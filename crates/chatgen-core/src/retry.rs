//! Retry router
//!
//! Entry point of `retry_last_command`: loads the chat's last command and replays it,
//! either as a single tool call or as a filtered multi-step plan.

use crate::ack::{AckNotifier, Language};
use crate::error::{EngineError, RestorableInput};
use crate::multi_step::MultiStepExecutor;
use crate::selector::resolve_provider;
use crate::step_filter::filter_steps;
use crate::store::CommandStore;
use crate::tools::{ToolCategory, ToolId};
use crate::{AgentSettings, ChatContext, ToolRegistry, ToolResponse};
use chatgen_providers::{FunctionDefinition, ProviderId, ProviderOrder, ToolDefinition};
use chatgen_storage::CommandMetadata;
use serde::{Deserialize, Deserializer};
use serde_json::{json, Map, Value};
use std::sync::Arc;
use tracing::{debug, info, warn};

pub const RETRY_TOOL_NAME: &str = "retry_last_command";

const NO_OVERRIDE: &str = "none";

fn null_as_default<'de, D, T>(deserializer: D) -> Result<T, D::Error>
where
    D: Deserializer<'de>,
    T: Default + Deserialize<'de>,
{
    Ok(Option::<T>::deserialize(deserializer)?.unwrap_or_default())
}

/// Arguments of `retry_last_command` as sent by the agent.
#[derive(Debug, Clone, Default, PartialEq, Eq, Deserialize)]
pub struct RetryArgs {
    #[serde(default)]
    pub provider_override: Option<String>,
    #[serde(default)]
    pub modifications: Option<String>,
    #[serde(default, deserialize_with = "null_as_default")]
    pub step_numbers: Vec<usize>,
    #[serde(default, deserialize_with = "null_as_default")]
    pub step_tools: Vec<String>,
}

impl RetryArgs {
    /// Parsed override. `"none"`, blanks and unknown names mean no override.
    pub fn provider(&self) -> Option<ProviderId> {
        let raw = self.provider_override.as_deref()?.trim();
        if raw.is_empty() || raw.eq_ignore_ascii_case(NO_OVERRIDE) {
            return None;
        }
        match raw.parse() {
            Ok(provider) => Some(provider),
            Err(e) => {
                warn!("Ignoring provider override: {}", e);
                None
            }
        }
    }

    pub fn modifications(&self) -> Option<&str> {
        self.modifications
            .as_deref()
            .map(str::trim)
            .filter(|m| !m.is_empty())
    }
}

pub fn retry_tool_definition() -> ToolDefinition {
    let mut providers: Vec<&str> = ProviderId::ALL.iter().map(|p| p.as_str()).collect();
    providers.push(NO_OVERRIDE);

    ToolDefinition {
        tool_type: "function".to_string(),
        function: FunctionDefinition {
            name: RETRY_TOOL_NAME.to_string(),
            description: "Retry the last command of this chat. Keeps the original provider \
                unless provider_override is given. For multi-step commands, step_numbers \
                (1-based) or step_tools select which steps run again."
                .to_string(),
            parameters: json!({
                "type": "object",
                "properties": {
                    "provider_override": {
                        "type": "string",
                        "enum": providers,
                        "description": "Provider to use instead of the original one"
                    },
                    "modifications": {
                        "type": "string",
                        "description": "Changes to apply to the original request"
                    },
                    "step_numbers": {
                        "type": "array",
                        "items": { "type": "integer", "minimum": 1 },
                        "description": "Steps of a multi-step command to retry (1-based)"
                    },
                    "step_tools": {
                        "type": "array",
                        "items": { "type": "string" },
                        "description": "Tool names of the steps to retry"
                    }
                }
            }),
        },
    }
}

fn stored_str(args: &Map<String, Value>, key: &str) -> Option<String> {
    args.get(key)
        .and_then(|v| v.as_str())
        .map(str::trim)
        .filter(|s| !s.is_empty())
        .map(str::to_string)
}

fn with_modifications(base: &str, modifications: Option<&str>) -> String {
    match modifications {
        Some(mods) => format!("{} {}", base, mods).trim().to_string(),
        None => base.trim().to_string(),
    }
}

/// Rebuild the arguments of a single-step command for replay.
pub fn build_single_step_args(
    tool: &ToolId,
    command: &CommandMetadata,
    modifications: Option<&str>,
    provider: Option<ProviderId>,
) -> Result<Value, EngineError> {
    let mut args = match &command.tool_args {
        Value::Object(map) => map.clone(),
        _ => Map::new(),
    };
    let original_prompt = command
        .prompt
        .as_deref()
        .map(str::trim)
        .filter(|p| !p.is_empty())
        .map(str::to_string);
    let missing = EngineError::MissingRestorableInput;

    match tool.category {
        ToolCategory::Image | ToolCategory::Video | ToolCategory::Chat | ToolCategory::Music => {
            let base = stored_str(&args, "prompt")
                .or(original_prompt)
                .ok_or(missing(RestorableInput::Prompt))?;
            args.insert("prompt".into(), with_modifications(&base, modifications).into());
        }
        ToolCategory::ImageEdit => {
            let instruction = stored_str(&args, "prompt")
                .or_else(|| stored_str(&args, "instruction"))
                .or(original_prompt)
                .ok_or(missing(RestorableInput::EditInstruction))?;
            let image_url = stored_str(&args, "image_url")
                .ok_or(missing(RestorableInput::ImageUrl))?;
            args.insert(
                "prompt".into(),
                with_modifications(&instruction, modifications).into(),
            );
            args.insert("image_url".into(), image_url.into());
        }
        ToolCategory::Speech | ToolCategory::Translation => {
            let restorable = if tool.category == ToolCategory::Speech {
                RestorableInput::Prompt
            } else {
                RestorableInput::TranslationText
            };
            let text = stored_str(&args, "text")
                .or_else(|| stored_str(&args, "prompt"))
                .or(original_prompt)
                .ok_or(missing(restorable))?;
            args.insert("text".into(), text.into());
            // The text itself is replayed verbatim; changes become delivery instructions.
            if let Some(mods) = modifications {
                args.insert("instructions".into(), mods.into());
            }
        }
        ToolCategory::Poll => {
            let question = stored_str(&args, "question")
                .or_else(|| stored_str(&args, "topic"))
                .or(original_prompt)
                .ok_or(missing(RestorableInput::PollQuestion))?;
            args.insert(
                "question".into(),
                with_modifications(&question, modifications).into(),
            );
        }
        ToolCategory::Location | ToolCategory::MultiStep | ToolCategory::Other => {}
    }

    if let Some(provider) = provider {
        args.insert("provider".into(), provider.as_str().into());
    }
    Ok(Value::Object(args))
}

fn cannot_retry_text(tool: &str, lang: Language) -> String {
    match lang {
        Language::English => format!(
            "ℹ️ I can't retry '{}' automatically, please ask again.",
            tool
        ),
        Language::Hebrew => format!(
            "ℹ️ אין לי אפשרות לנסות שוב את '{}' אוטומטית, נא לבקש שוב.",
            tool
        ),
    }
}

fn replayed_prompt(args: &Value) -> Option<String> {
    ["prompt", "text", "question"]
        .iter()
        .find_map(|key| args.get(*key).and_then(|v| v.as_str()))
        .map(str::to_string)
}

pub struct RetryEngine {
    store: CommandStore,
    tools: Arc<dyn ToolRegistry>,
    executor: MultiStepExecutor,
    notifier: AckNotifier,
    order: ProviderOrder,
    settings: AgentSettings,
}

impl RetryEngine {
    pub fn new(
        store: CommandStore,
        tools: Arc<dyn ToolRegistry>,
        executor: MultiStepExecutor,
        notifier: AckNotifier,
        order: ProviderOrder,
        settings: AgentSettings,
    ) -> Self {
        Self {
            store,
            tools,
            executor,
            notifier,
            order,
            settings,
        }
    }

    pub fn store(&self) -> &CommandStore {
        &self.store
    }

    pub fn tools(&self) -> &Arc<dyn ToolRegistry> {
        &self.tools
    }

    /// Agent-facing entry: raw JSON arguments in, tool response out.
    pub async fn handle_tool_call(&self, ctx: &ChatContext, args: Value) -> ToolResponse {
        match serde_json::from_value::<RetryArgs>(args) {
            Ok(args) => self.retry_last_command(ctx, args).await,
            Err(e) => {
                warn!(chat_id = %ctx.chat_id, "Invalid {} arguments: {}", RETRY_TOOL_NAME, e);
                ToolResponse::failure(format!("Invalid arguments: {}", e))
            }
        }
    }

    /// Never fails: engine errors come back as `success: false` with a localized message.
    pub async fn retry_last_command(&self, ctx: &ChatContext, args: RetryArgs) -> ToolResponse {
        info!(
            chat_id = %ctx.chat_id,
            override_ = ?args.provider_override,
            steps = ?args.step_numbers,
            step_tools = ?args.step_tools,
            "Retry requested"
        );

        let outcome = match tokio::time::timeout(self.settings.timeout, self.route(ctx, &args))
            .await
        {
            Ok(outcome) => outcome,
            Err(_) => Err(EngineError::TimedOut(self.settings.timeout)),
        };

        match outcome {
            Ok(response) => response,
            Err(e) => {
                warn!(chat_id = %ctx.chat_id, "Retry failed: {}", e);
                ToolResponse::failure(e.user_message(ctx.language))
            }
        }
    }

    async fn route(&self, ctx: &ChatContext, args: &RetryArgs) -> Result<ToolResponse, EngineError> {
        let stored = self
            .store
            .get_last(&ctx.chat_id)
            .await
            .map_err(|e| EngineError::PersistenceUnavailable(e.to_string()))?
            .ok_or(EngineError::NoPriorCommand)?;
        let command = stored.metadata;
        let tool = ToolId::parse(&command.tool);
        debug!(
            chat_id = %ctx.chat_id,
            "Last command: {} ({:?}, stored {})", tool.name, tool.category, stored.timestamp
        );

        if tool.is_multi_step() || command.is_multi_step {
            self.retry_plan(ctx, args, command).await
        } else {
            self.retry_single(ctx, args, command, &tool).await
        }
    }

    async fn retry_plan(
        &self,
        ctx: &ChatContext,
        args: &RetryArgs,
        command: CommandMetadata,
    ) -> Result<ToolResponse, EngineError> {
        let plan = command
            .plan
            .as_deref()
            .filter(|plan| !plan.is_empty())
            .ok_or(EngineError::MissingRestorableInput(RestorableInput::Plan))?;
        let filtered = filter_steps(plan, &args.step_numbers, &args.step_tools)?;

        let response = self
            .executor
            .execute(
                ctx,
                filtered,
                args.modifications(),
                args.provider(),
                &self.settings,
            )
            .await;

        // The stored plan stays whole so the next retry can select from every step again.
        let metadata = CommandMetadata {
            result: Some(response.to_value()),
            failed: !response.success,
            ..command
        };
        self.persist(ctx, &metadata).await;
        Ok(response)
    }

    async fn retry_single(
        &self,
        ctx: &ChatContext,
        args: &RetryArgs,
        command: CommandMetadata,
        tool: &ToolId,
    ) -> Result<ToolResponse, EngineError> {
        let handler = tool
            .category
            .operation()
            .and_then(|op| self.tools.get(op))
            .or_else(|| self.tools.get(&tool.name));
        let Some(handler) = handler else {
            info!(chat_id = %ctx.chat_id, "No automatic retry for '{}'", tool.name);
            return Ok(ToolResponse::failure(cannot_retry_text(
                &tool.name,
                ctx.language,
            )));
        };

        let resolved = resolve_provider(tool, &command, args.provider(), &self.order);
        let provider = resolved.map(|r| r.provider);
        if let Some(resolved) = resolved {
            info!(
                chat_id = %ctx.chat_id,
                "Retrying {} with {} ({:?})", tool.name, resolved.provider, resolved.source
            );
        }
        let call_args = build_single_step_args(tool, &command, args.modifications(), provider)?;

        self.notifier
            .retry_started(ctx, tool.category, provider)
            .await;
        let response = match handler.execute(call_args.clone(), ctx).await {
            Ok(response) => response,
            Err(e) => {
                warn!(chat_id = %ctx.chat_id, "Retried tool {} failed: {}", tool.name, e);
                ToolResponse::failure(format!("❌ {}", e))
            }
        };

        let metadata = CommandMetadata {
            tool: command.tool,
            prompt: replayed_prompt(&call_args).or(command.prompt),
            tool_args: call_args,
            plan: None,
            is_multi_step: false,
            result: Some(response.to_value()),
            failed: !response.success,
        };
        self.persist(ctx, &metadata).await;
        Ok(response)
    }

    async fn persist(&self, ctx: &ChatContext, metadata: &CommandMetadata) {
        let message_id = ctx
            .message_id
            .clone()
            .unwrap_or_else(|| format!("retry-{}", uuid::Uuid::new_v4()));
        self.store.save(&ctx.chat_id, &message_id, metadata).await;
    }
}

## Exercise directions
Copy every line of the material above in which the word "resolved" appears.

## Output below
        let resolved = resolve_provider(tool, &command, args.provider(), &self.order);
        let provider = resolved.map(|r| r.provider);
        if let Some(resolved) = resolved {
                "Retrying {} with {} ({:?})", tool.name, resolved.provider, resolved.source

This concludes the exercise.